■ TASK INSTRUCTIONS ■
Output exactly, with nothing added, the entries from the first line through the line with "pub use store::HintStore;".

■ RECORD SET ■
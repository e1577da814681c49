//! Inter-junction hint exchange.
//!
//! Implements:
//! - Hint wire format, baseline and signed (repudiation protection)
//! - File-backed mailbox with atomic publish and optional provisioning (DoS protection)

mod protocol;
mod store;

pub use protocol::{HintMode, decode, encode};
pub use store::HintStore;
//! # junctiond - Junction Controller
//!
//! Runs one traffic junction. Every tick it reads the junction's vehicle
//! counts, weighs them against neighbour hints and its own starvation
//! counters, then publishes its flow decision and sets the lights.
//!
//! ## Architecture
//! ```text
//!  World-State store  <--- counts / lights --->  junctiond
//!                                                   ^  |
//!        neighbour hints (hints/junction-<id>) -----+  +---> own hint
//! ```

use anyhow::{Context, Result};
use clap::Parser;
use tracing::info;
use tracing_subscriber::{EnvFilter, fmt, prelude::*};

mod config;
mod controller;
mod engine;
mod hints;
mod world_state;

use config::AppConfig;
use controller::Controller;

/// Junction controller
#[derive(Parser, Debug)]
#[command(name = "junctiond")]
#[command(author, version, about, long_about = None)]
struct Args {
    /// Configuration file path
    #[arg(short, long, default_value = "config/junction.toml")]
    config: String,

    /// Junction to control (overrides config)
    #[arg(short = 'j', long, env = "JUNCTION_ID")]
    junction_id: Option<u32>,

    /// Stop after this many ticks (default: run until stopped)
    #[arg(short = 'n', long)]
    max_iterations: Option<u64>,

    /// Hint directory (overrides config)
    #[arg(long, env = "HINTS_DIR")]
    hints_dir: Option<String>,

    /// World-state Unix socket (overrides config)
    #[arg(long, env = "WORLD_STATE_SOCKET")]
    world_state: Option<String>,

    /// Log level (trace, debug, info, warn, error)
    #[arg(long, default_value = "info", env = "LOG_LEVEL")]
    log_level: String,

    /// Enable JSON logging output
    #[arg(long, default_value = "false")]
    json_logs: bool,
}

#[tokio::main]
async fn main() -> Result<()> {
    dotenvy::dotenv().ok();

    // Parse CLI arguments
    let args = Args::parse();

    // Initialize logging
    init_logging(&args.log_level, args.json_logs)?;

    info!("🚦 Starting junctiond v{}", env!("CARGO_PKG_VERSION"));

    // Load configuration
    let config = AppConfig::load(&args.config, &args)?;
    config.validate().context("Invalid configuration")?;
    info!(
        config = %serde_json::to_string(&config)?,
        "📋 Configuration loaded from {}",
        args.config
    );

    let mut controller = Controller::connect(&config).await?;
    info!("✅ World-state connected");

    // Create shutdown broadcast channel
    let (shutdown_tx, shutdown_rx) = tokio::sync::broadcast::channel::<()>(1);

    // Handle graceful shutdown
    let signal_tx = shutdown_tx.clone();
    tokio::spawn(async move {
        if let Err(e) = tokio::signal::ctrl_c().await {
            tracing::error!(error = %e, "Failed to install Ctrl+C handler");
            return;
        }
        info!("🛑 Shutdown signal received");
        let _ = signal_tx.send(());
    });

    let summary = controller
        .run(args.max_iterations, shutdown_rx)
        .await
        .context("Controller loop failed")?;

    drop(shutdown_tx);
    info!(
        ticks = summary.ticks,
        aborted = summary.aborted,
        "👋 junctiond shutdown complete"
    );
    Ok(())
}

/// Initialize structured logging with tracing
fn init_logging(level: &str, json: bool) -> Result<()> {
    let filter = EnvFilter::try_from_default_env().unwrap_or_else(|_| EnvFilter::new(level));

    if json {
        tracing_subscriber::registry()
            .with(filter)
            .with(fmt::layer().json())
            .init();
    } else {
        tracing_subscriber::registry()
            .with(filter)
            .with(fmt::layer().with_target(true))
            .init();
    }

    Ok(())
}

■ TASK RESPONSE ■
repository e1577da814681c49
//! Inter-junction hint exchange.
//!
//! Implements:
//! - Hint wire format, baseline and signed (repudiation protection)
//! - File-backed mailbox with atomic publish and optional provisioning (DoS protection)

mod protocol;
mod store;

pub use protocol::{HintMode, decode, encode};
pub use store::HintStore;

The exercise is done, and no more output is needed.